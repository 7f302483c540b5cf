//! Domain models for the storefront.
//!
//! These are validated domain types, separate from the `sqlx` row types in
//! [`crate::db`]. Two pricing views coexist on purpose:
//!
//! - [`cart::CartLine`] is a live read model joined with the current product.
//! - [`order::OrderItem`] is frozen at order time and never recomputed.

pub mod cart;
pub mod order;
pub mod page;
pub mod payment;
pub mod product;
pub mod session;
pub mod user;

pub use cart::{CartItem, CartLine, CartView, NewCartItem};
pub use order::{
    NewOrder, Order, OrderItem, OrderQuery, OrderSort, ShippingAddress, StockShortfall,
};
pub use page::{Page, SortOrder};
pub use payment::{NewPaymentIntent, PaymentIntent, PaymentOutcome, Settlement};
pub use product::{Product, ProductDraft, ProductPatch, ProductQuery, ProductSort};
pub use session::{CurrentUser, keys as session_keys};
pub use user::{Address, NewAddress, NewUser, ProfileUpdate, User};
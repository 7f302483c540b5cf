//! Core types for AmyFairy.
//!
//! This module provides type-safe wrappers for common domain concepts.

pub mod email;
pub mod id;
pub mod price;
pub mod status;

pub use email::{Email, EmailError};
pub use id::*;
pub use price::{CurrencyCode, Price, PriceError, apply_discount};
pub use status::*;
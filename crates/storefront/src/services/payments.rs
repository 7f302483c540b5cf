//! Payment reconciler.
//!
//! Card orders are paid through the gateway in two steps:
//!
//! 1. [`PaymentService::initiate_payment`] opens a gateway transaction and
//!    records a `created` payment intent.
//! 2. [`PaymentService::reconcile`] applies the gateway callback. Delivery is
//!    at-least-once, so the intent moves out of `created` with a
//!    compare-and-swap and every later delivery is a no-op.

use rust_decimal::Decimal;
use serde::{Deserialize, Serialize};
use thiserror::Error;
use tracing::instrument;
use uuid::Uuid;

use amyfairy_core::{
    CurrencyCode, OrderId, PaymentIntentStatus, PaymentMethod, Price, PriceError,
};

use crate::db::{RepositoryError, Store};
use crate::gateway::{
    CallbackStatus, GatewayError, PaymentGateway, SignatureVerifier, TransactionRequest,
};
use crate::models::{CurrentUser, NewPaymentIntent, PaymentIntent, PaymentOutcome, Settlement};

/// Errors from payment operations.
#[derive(Debug, Error)]
pub enum PaymentError {
    /// Order does not exist or belongs to someone else.
    #[error("order not found")]
    OrderNotFound,

    /// Cash orders are not paid through the gateway.
    #[error("order is not a card order")]
    NotCardOrder,

    /// Payment already confirmed.
    #[error("order is already paid")]
    AlreadyPaid,

    /// Order is cancelled or delivered.
    #[error("order is closed")]
    OrderClosed,

    /// Callback signature did not verify.
    #[error("invalid payment signature")]
    InvalidSignature,

    /// Callback names a transaction we never created.
    #[error("unknown transaction")]
    UnknownTransaction,

    /// Order total cannot be expressed in minor units.
    #[error("invalid payment amount: {0}")]
    InvalidAmount(#[from] PriceError),

    /// Gateway call failed.
    #[error("payment gateway error: {0}")]
    Gateway(#[from] GatewayError),

    /// Repository/database error.
    #[error("database error: {0}")]
    Repository(#[from] RepositoryError),
}

/// What the checkout client needs to complete a card payment.
#[derive(Debug, Clone, PartialEq, Eq, Serialize)]
pub struct PaymentHandle {
    pub transaction_id: String,
    pub client_key: String,
    pub amount: Decimal,
    /// Amount in minor units, as the gateway sees it.
    pub amount_minor: i64,
    pub currency: CurrencyCode,
    pub order_id: OrderId,
}

/// A gateway callback.
#[derive(Debug, Clone, Deserialize)]
pub struct PaymentCallback {
    pub transaction_id: String,
    pub payment_id: String,
    pub status: CallbackStatus,
    /// Hex HMAC-SHA256, see [`crate::gateway::signing_payload`].
    pub signature: String,
}

/// Result of a verified callback.
#[derive(Debug, Clone, Copy, PartialEq, Eq, Serialize)]
#[serde(rename_all = "snake_case")]
pub enum ReconcileOutcome {
    /// This delivery settled the intent.
    Applied,
    /// The intent was settled by an earlier delivery.
    AlreadyReconciled,
}

/// Payment service.
pub struct PaymentService<'a> {
    store: &'a dyn Store,
    gateway: &'a dyn PaymentGateway,
    verifier: &'a SignatureVerifier,
    currency: CurrencyCode,
}

impl<'a> PaymentService<'a> {
    #[must_use]
    pub const fn new(
        store: &'a dyn Store,
        gateway: &'a dyn PaymentGateway,
        verifier: &'a SignatureVerifier,
        currency: CurrencyCode,
    ) -> Self {
        Self {
            store,
            gateway,
            verifier,
            currency,
        }
    }

    fn handle(&self, intent: &PaymentIntent) -> Result<PaymentHandle, PaymentError> {
        Ok(PaymentHandle {
            transaction_id: intent.transaction_id.clone(),
            client_key: self.gateway.client_key().to_owned(),
            amount: intent.amount,
            amount_minor: Price::new(intent.amount, intent.currency).to_minor_units()?,
            currency: intent.currency,
            order_id: intent.order_id,
        })
    }

    /// Open (or reuse) a gateway transaction for a card order.
    ///
    /// Does not mark the order paid.
    ///
    /// # Errors
    ///
    /// Returns `OrderNotFound`, `NotCardOrder`, `AlreadyPaid`, `OrderClosed`,
    /// or `Gateway` if the gateway call fails.
    #[instrument(skip(self, user), fields(user_id = %user.id))]
    pub async fn initiate_payment(
        &self,
        user: &CurrentUser,
        order_id: OrderId,
    ) -> Result<PaymentHandle, PaymentError> {
        let order = self
            .store
            .get_order(order_id)
            .await?
            .filter(|o| o.user_id == user.id)
            .ok_or(PaymentError::OrderNotFound)?;

        if order.payment_method != PaymentMethod::Card {
            return Err(PaymentError::NotCardOrder);
        }
        if order.payment_confirmed {
            return Err(PaymentError::AlreadyPaid);
        }
        if order.status.is_terminal() {
            return Err(PaymentError::OrderClosed);
        }

        if let Some(open) = self.store.open_payment_intent(order_id).await? {
            tracing::debug!(transaction_id = %open.transaction_id, "reusing open payment intent");
            return self.handle(&open);
        }

        let amount_minor = Price::new(order.total_amount, self.currency).to_minor_units()?;
        let idempotency_key = Uuid::new_v4();
        let transaction = self
            .gateway
            .create_transaction(&TransactionRequest {
                amount_minor,
                currency: self.currency,
                receipt: idempotency_key.to_string(),
                order_id,
            })
            .await?;

        let new_intent = NewPaymentIntent {
            order_id,
            transaction_id: transaction.transaction_id,
            amount: order.total_amount,
            currency: self.currency,
            idempotency_key,
        };
        let intent = match self.store.insert_payment_intent(&new_intent).await {
            Ok(intent) => intent,
            // A concurrent request opened one first; hand out that one.
            Err(RepositoryError::Conflict(_)) => self
                .store
                .open_payment_intent(order_id)
                .await?
                .ok_or_else(|| {
                    RepositoryError::Conflict("payment intent already exists".to_owned())
                })?,
            Err(other) => return Err(other.into()),
        };

        tracing::info!(transaction_id = %intent.transaction_id, "payment intent created");
        Ok(PaymentHandle {
            client_key: transaction.client_key,
            ..self.handle(&intent)?
        })
    }

    /// Apply a gateway callback exactly once.
    ///
    /// # Errors
    ///
    /// Returns `InvalidSignature` or `UnknownTransaction`; neither changes
    /// any state.
    #[instrument(
        skip(self, callback),
        fields(transaction_id = %callback.transaction_id, status = ?callback.status)
    )]
    pub async fn reconcile(
        &self,
        callback: &PaymentCallback,
    ) -> Result<ReconcileOutcome, PaymentError> {
        if !self.verifier.verify(
            &callback.transaction_id,
            &callback.payment_id,
            callback.status,
            &callback.signature,
        ) {
            tracing::warn!("payment callback rejected: invalid signature");
            return Err(PaymentError::InvalidSignature);
        }

        let outcome = PaymentOutcome {
            status: match callback.status {
                CallbackStatus::Captured => PaymentIntentStatus::Confirmed,
                CallbackStatus::Failed => PaymentIntentStatus::Failed,
            },
            gateway_payment_id: callback.payment_id.clone(),
        };

        let settlement = self
            .store
            .settle_payment_intent(&callback.transaction_id, &outcome)
            .await
            .map_err(|e| match e {
                RepositoryError::NotFound => {
                    tracing::warn!("payment callback rejected: unknown transaction");
                    PaymentError::UnknownTransaction
                }
                other => PaymentError::Repository(other),
            })?;

        match settlement {
            Settlement::Applied(intent) => {
                tracing::info!(
                    order_id = %intent.order_id,
                    status = ?intent.status,
                    "payment reconciled"
                );
                Ok(ReconcileOutcome::Applied)
            }
            Settlement::AlreadySettled(intent) => {
                if intent.status != outcome.status {
                    tracing::warn!(
                        settled = ?intent.status,
                        reported = ?outcome.status,
                        "callback disagrees with settled intent, ignoring"
                    );
                }
                Ok(ReconcileOutcome::AlreadyReconciled)
            }
        }
    }
}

■ Aim of the task ■
What are the lines above, starting at the one with "o.user_id == user.id)" and ending at the one with "let idempotency_key = Uuid::new_v4();"? Give them again exactly, and only them.

■ Output for this exercise ■
            .filter(|o| o.user_id == user.id)
            .ok_or(PaymentError::OrderNotFound)?;

        if order.payment_method != PaymentMethod::Card {
            return Err(PaymentError::NotCardOrder);
        }
        if order.payment_confirmed {
            return Err(PaymentError::AlreadyPaid);
        }
        if order.status.is_terminal() {
            return Err(PaymentError::OrderClosed);
        }

        if let Some(open) = self.store.open_payment_intent(order_id).await? {
            tracing::debug!(transaction_id = %open.transaction_id, "reusing open payment intent");
            return self.handle(&open);
        }

        let amount_minor = Price::new(order.total_amount, self.currency).to_minor_units()?;
        let idempotency_key = Uuid::new_v4();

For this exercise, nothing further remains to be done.